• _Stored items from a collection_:
▬▬▬▬▬▬▬▬▬▬
//! driftsync: continuously mirror a directory tree with rsync.
//!
//! # Usage
//!
//! ```text
//! driftsync watch [OPTIONS] <DIRECTORY> <OUTPUTDIR>
//! driftsync sync [OPTIONS] --source <DIR> --destination <DEST>
//! ```
//!
//! `watch` runs the change-detection engine on its own, dumping changed
//! paths to uniquely named files in OUTPUTDIR. `sync` runs a full
//! supervisor for one set, spawning `watch` as its child.

mod commands;

use std::sync::atomic::AtomicBool;
use std::sync::Arc;

use anyhow::Result;
use clap::{Parser, Subcommand};

use commands::{sync::SyncArgs, watch::WatchArgs};

#[derive(Parser, Debug)]
#[command(
    name = "driftsync",
    version,
    about = "Continuously mirror a directory tree to an rsync destination",
    long_about = None,
)]
struct Cli {
    #[command(subcommand)]
    command: Commands,
}

#[derive(Subcommand, Debug)]
enum Commands {
    /// Watch a directory for changes, dumping changed paths to unique
    /// files in the output directory every few seconds.
    Watch(WatchArgs),

    /// Supervise one sync set: run the watcher and schedule full and
    /// partial rsync transfers.
    Sync(SyncArgs),
}

/// Map SIGTERM and SIGINT onto a single exit flag checked at loop
/// iteration boundaries; nothing else runs in signal context.
fn register_exit_flag() -> Result<Arc<AtomicBool>> {
    let exit = Arc::new(AtomicBool::new(false));
    signal_hook::flag::register(signal_hook::consts::SIGTERM, exit.clone())?;
    signal_hook::flag::register(signal_hook::consts::SIGINT, exit.clone())?;
    Ok(exit)
}

fn init_tracing() {
    use tracing_subscriber::{fmt, EnvFilter};

    let filter = EnvFilter::try_from_default_env().unwrap_or_else(|_| EnvFilter::new("info"));
    let _ = fmt().with_env_filter(filter).with_target(false).try_init();
}

fn main() -> Result<()> {
    init_tracing();
    driftsync_core::fsutil::ensure_path_env();

    let cli = Cli::parse();
    match cli.command {
        Commands::Watch(args) => args.run(),
        Commands::Sync(args) => args.run(),
    }
}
▬▬▬▬▬▬▬▬▬▬
• _TASK GOAL_:
Copy, without any change, the run of lines from the one with "runs a full" through the end of the entries above.

• _ANSWER SECTION_:
//! paths to uniquely named files in OUTPUTDIR. `sync` runs a full
//! supervisor for one set, spawning `watch` as its child.

mod commands;

use std::sync::atomic::AtomicBool;
use std::sync::Arc;

use anyhow::Result;
use clap::{Parser, Subcommand};

use commands::{sync::SyncArgs, watch::WatchArgs};

#[derive(Parser, Debug)]
#[command(
    name = "driftsync",
    version,
    about = "Continuously mirror a directory tree to an rsync destination",
    long_about = None,
)]
struct Cli {
    #[command(subcommand)]
    command: Commands,
}

#[derive(Subcommand, Debug)]
enum Commands {
    /// Watch a directory for changes, dumping changed paths to unique
    /// files in the output directory every few seconds.
    Watch(WatchArgs),

    /// Supervise one sync set: run the watcher and schedule full and
    /// partial rsync transfers.
    Sync(SyncArgs),
}

/// Map SIGTERM and SIGINT onto a single exit flag checked at loop
/// iteration boundaries; nothing else runs in signal context.
fn register_exit_flag() -> Result<Arc<AtomicBool>> {
    let exit = Arc::new(AtomicBool::new(false));
    signal_hook::flag::register(signal_hook::consts::SIGTERM, exit.clone())?;
    signal_hook::flag::register(signal_hook::consts::SIGINT, exit.clone())?;
    Ok(exit)
}

fn init_tracing() {
    use tracing_subscriber::{fmt, EnvFilter};

    let filter = EnvFilter::try_from_default_env().unwrap_or_else(|_| EnvFilter::new("info"));
    let _ = fmt().with_env_filter(filter).with_target(false).try_init();
}

fn main() -> Result<()> {
    init_tracing();
    driftsync_core::fsutil::ensure_path_env();

    let cli = Cli::parse();
    match cli.command {
        Commands::Watch(args) => args.run(),
        Commands::Sync(args) => args.run(),
    }
}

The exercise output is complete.